Introduction: Patients with Parkinson’s disease on pharmacological treatment frequently loose weight but regain weight after subthalamic nucleus deep brain stimulation (SNBS). This is, at least in part, due to an increase in resting energy expenditure (Perlemoine et al., Br J Nutrition 2005; 93). As SNBS electrodes are located close to the hypothalamic centre regulating food intake, we investigated whether ghrelin levels would vary with SNBS and/or L-DOPA treatment.

Methods: Two types of patients suffering from Parkinson’s disease were investigated: patients with chronic L-DOPA treatment (n=12) and patients with SNBS associated to L-DOPA (n=12). They were investigated before & after receiving L-DOPA, and depending on the group with and without neurostimulation. Total fasting ghrelin was assayed in duplicate with an RIA kit. Paired t-tests were used to compared subjects within groups.

Results: When the patients were sorted according to their chronic treatment, L-DOPA had a significant acute effect on ghrelin levels neither in non-SNBS patients (936±393 vs 919±317 pg/ml) nor in SNBS patients off neurostimulation (880±155 vs 883±201 pg/ml) (P>0.05).

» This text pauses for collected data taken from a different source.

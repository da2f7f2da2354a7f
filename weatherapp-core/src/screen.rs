//! The three screens of the app. Each one is a [`Store`] plus a thin
//! component that exposes its state and turns its labels into outbound events.

use tokio::sync::broadcast::error::RecvError;
use tracing::warn;

use crate::store::Store;

pub mod details;
pub mod favourites;
pub mod search;

/// Feeds every label of `store` to `route` for as long as the store lives.
pub(crate) fn forward_labels<I, S, L, F>(store: &Store<I, S, L>, mut route: F)
where
    I: Send + 'static,
    S: Clone + Send + Sync + 'static,
    L: Clone + Send + 'static,
    F: FnMut(L) + Send + 'static,
{
    // Subscribe before returning so no label published afterwards is missed.
    let mut labels = store.labels();
    let name = store.name();

    store.scope().spawn(async move {
        loop {
            match labels.recv().await {
                Ok(label) => route(label),
                Err(RecvError::Lagged(skipped)) => {
                    warn!(store = name, skipped, "label subscriber fell behind");
                }
                Err(RecvError::Closed) => break,
            }
        }
    });
}
//! Interactive session: renders the top of the screen stack and turns menu
//! choices into screen intents.

use anyhow::{Context, Result};
use inquire::{InquireError, Select, Text, error::InquireResult};
use std::{fmt, path::Path, sync::Arc, time::Duration};
use tokio::sync::watch;
use tracing::{debug, warn};
use weatherapp_core::{
    Child, City, Config, Dependencies, LocalFavouriteStore, RootComponent,
    provider::service_from_config,
    screen::{
        details::{DetailsComponent, ForecastState},
        favourites::{FavouritesComponent, WeatherState},
        search::{OpenReason, SearchComponent, SearchState},
    },
};

use crate::output;

/// How long a screen may keep loading before it is rendered anyway.
const SETTLE_TIMEOUT: Duration = Duration::from_secs(15);
/// How long to wait for the navigation an action should trigger.
const NAVIGATION_TIMEOUT: Duration = Duration::from_secs(5);

enum Step {
    Stay,
    Navigate,
    Quit,
}

pub async fn run(config: &Config, fresh: bool) -> Result<()> {
    let weather = service_from_config(config)?;
    let favourites_path = config.favourites_file_path()?;
    let favourites = LocalFavouriteStore::open(&favourites_path)
        .await
        .with_context(|| format!("Failed to open favourites: {}", favourites_path.display()))?;

    let deps = Dependencies {
        weather,
        favourites: Arc::new(favourites),
        forecast_days: config.forecast_days,
    };

    let session_path = Config::session_file_path()?;
    let mut root =
        if fresh { RootComponent::new(deps) } else { restore(deps, &session_path).await };

    loop {
        let step = match root.active_child() {
            Child::Favourites(screen) => favourites_step(screen).await?,
            Child::Search(screen) => search_step(screen).await?,
            Child::Details(screen) => details_step(screen).await?,
        };

        match step {
            Step::Stay => {}
            Step::Navigate => {
                match tokio::time::timeout(NAVIGATION_TIMEOUT, root.next_navigation()).await {
                    Ok(Some(navigation)) => debug!(?navigation, "navigated"),
                    _ => debug!("action did not navigate"),
                }
            }
            Step::Quit => break,
        }
    }

    save(&root, &session_path).await
}

async fn restore(deps: Dependencies, session_path: &Path) -> RootComponent {
    let saved = match tokio::fs::read_to_string(session_path).await {
        Ok(saved) => saved,
        Err(_) => return RootComponent::new(deps),
    };

    match RootComponent::restore(deps.clone(), &saved) {
        Ok(root) => root,
        Err(err) => {
            warn!(error = %err, "discarding unreadable session");
            RootComponent::new(deps)
        }
    }
}

async fn save(root: &RootComponent, session_path: &Path) -> Result<()> {
    let saved = root.save_stack().context("Failed to serialize navigation stack")?;

    if let Some(parent) = session_path.parent() {
        tokio::fs::create_dir_all(parent).await.with_context(|| {
            format!("Failed to create session directory: {}", parent.display())
        })?;
    }
    tokio::fs::write(session_path, saved)
        .await
        .with_context(|| format!("Failed to write session file: {}", session_path.display()))
}

/// Runs a blocking inquire prompt off the async runtime. `None` means the user escaped.
pub async fn prompt<T, F>(ask: F) -> Result<Option<T>>
where
    T: Send + 'static,
    F: FnOnce() -> InquireResult<T> + Send + 'static,
{
    match tokio::task::spawn_blocking(ask).await.context("Prompt task failed")? {
        Ok(answer) => Ok(Some(answer)),
        Err(InquireError::OperationCanceled | InquireError::OperationInterrupted) => Ok(None),
        Err(err) => Err(err).context("Failed to read from terminal"),
    }
}

/// Waits (bounded) until `done` holds, then returns the latest state either way.
async fn settle<S: Clone>(mut model: watch::Receiver<S>, done: impl FnMut(&S) -> bool) -> S {
    let reached =
        matches!(tokio::time::timeout(SETTLE_TIMEOUT, model.wait_for(done)).await, Ok(Ok(_)));
    if !reached {
        debug!("screen did not settle in time");
    }
    let state = model.borrow().clone();
    state
}

fn print_screen(lines: &[String]) {
    println!();
    for line in lines {
        println!("{line}");
    }
}

enum FavouritesChoice {
    Open(City),
    Search,
    AddFavourite,
    Quit,
}

impl fmt::Display for FavouritesChoice {
    fn fmt(&self, f: &mut fmt::Formatter<'_>) -> fmt::Result {
        match self {
            FavouritesChoice::Open(city) => write!(f, "Open {city}"),
            FavouritesChoice::Search => f.write_str("Search a city"),
            FavouritesChoice::AddFavourite => f.write_str("Add a favourite"),
            FavouritesChoice::Quit => f.write_str("Quit"),
        }
    }
}

async fn favourites_step(screen: &FavouritesComponent) -> Result<Step> {
    let state = settle(screen.model(), |s| {
        s.favourites_loaded
            && s.city_items.iter().all(|i| {
                !matches!(i.weather_state, WeatherState::Initial | WeatherState::Loading)
            })
    })
    .await;
    print_screen(&output::favourites_lines(&state));

    let mut options: Vec<_> =
        state.city_items.into_iter().map(|item| FavouritesChoice::Open(item.city)).collect();
    options.extend([
        FavouritesChoice::Search,
        FavouritesChoice::AddFavourite,
        FavouritesChoice::Quit,
    ]);

    let choice = prompt(move || Select::new("What next?", options).prompt()).await?;
    Ok(match choice {
        Some(FavouritesChoice::Open(city)) => {
            screen.on_city_item_click(city);
            Step::Navigate
        }
        Some(FavouritesChoice::Search) => {
            screen.on_click_search();
            Step::Navigate
        }
        Some(FavouritesChoice::AddFavourite) => {
            screen.on_click_add_favourite();
            Step::Navigate
        }
        Some(FavouritesChoice::Quit) | None => Step::Quit,
    })
}

enum SearchChoice {
    NewQuery,
    Select(City),
    Back,
}

impl fmt::Display for SearchChoice {
    fn fmt(&self, f: &mut fmt::Formatter<'_>) -> fmt::Result {
        match self {
            SearchChoice::NewQuery => f.write_str("Search..."),
            SearchChoice::Select(city) => f.write_str(&output::city_line(city)),
            SearchChoice::Back => f.write_str("Back"),
        }
    }
}

async fn search_step(screen: &SearchComponent) -> Result<Step> {
    let state = screen.state();
    print_screen(&output::search_lines(&state));

    let mut options = vec![SearchChoice::NewQuery];
    if let SearchState::SuccessLoaded(cities) = &state.search_state {
        options.extend(cities.iter().cloned().map(SearchChoice::Select));
    }
    options.push(SearchChoice::Back);

    let title = match screen.open_reason() {
        OpenReason::RegularSearch => "Pick a city to see its forecast",
        OpenReason::AddToFavourite => "Pick a city to add to favourites",
    };

    match prompt(move || Select::new(title, options).prompt()).await? {
        Some(SearchChoice::NewQuery) => {
            let initial = state.query.clone();
            let query =
                prompt(move || Text::new("City:").with_initial_value(&initial).prompt()).await?;
            let Some(query) = query else {
                return Ok(Step::Stay);
            };

            screen.change_search_query(query);
            screen.on_click_search();

            // Every submit passes through Loading before its result lands.
            let model = screen.model();
            let mut loading = model.clone();
            let _ = tokio::time::timeout(
                Duration::from_secs(1),
                loading.wait_for(|s| s.search_state == SearchState::Loading),
            )
            .await;
            settle(model, |s| s.search_state != SearchState::Loading).await;
            Ok(Step::Stay)
        }
        Some(SearchChoice::Select(city)) => {
            screen.on_click_city(city);
            Ok(Step::Navigate)
        }
        Some(SearchChoice::Back) | None => {
            screen.on_click_back();
            Ok(Step::Navigate)
        }
    }
}

enum DetailsChoice {
    ToggleFavourite { is_favourite: bool },
    Back,
}

impl fmt::Display for DetailsChoice {
    fn fmt(&self, f: &mut fmt::Formatter<'_>) -> fmt::Result {
        match self {
            DetailsChoice::ToggleFavourite { is_favourite: true } => {
                f.write_str("Remove from favourites")
            }
            DetailsChoice::ToggleFavourite { is_favourite: false } => {
                f.write_str("Add to favourites")
            }
            DetailsChoice::Back => f.write_str("Back"),
        }
    }
}

async fn details_step(screen: &DetailsComponent) -> Result<Step> {
    let state = settle(screen.model(), |s| {
        !matches!(s.forecast_state, ForecastState::Initial | ForecastState::Loading)
    })
    .await;
    print_screen(&output::details_lines(&state));

    let is_favourite = state.is_favourite;
    let options = vec![DetailsChoice::ToggleFavourite { is_favourite }, DetailsChoice::Back];

    match prompt(move || Select::new("What next?", options).prompt()).await? {
        Some(DetailsChoice::ToggleFavourite { .. }) => {
            screen.on_click_change_favourite_status();
            settle(screen.model(), |s| s.is_favourite != is_favourite).await;
            Ok(Step::Stay)
        }
        Some(DetailsChoice::Back) | None => {
            screen.on_click_back();
            Ok(Step::Navigate)
        }
    }
}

L-DOPA had no significant acute effect on ghrelin levels when all patients were considered together (908±231 vs 901±260 pg/ml; P>0.05).

Neurostimulation itself did not elicit any modification of ghrelin levels in patients off L-DOPA (932±177 vs 880±155 pg/ml; P>0.05).

In SNBS patients on neurostimulation L-DOPA nearly achieved a significant effect (932±177 vs 879±178 pg/ml; P=0.05).

Conclusion: Total circulating ghrelin does not play an important role in the modification of weight homeostasis in patients treated for Parkinson’s disease. This is in agreement with recent findings that although patients with hypothalamic damage (tumour) show impaired satiety, there is no change in circulating ghrelin concentrations in response to a test meal (Daousi et al. JCEM 2005 90:5025).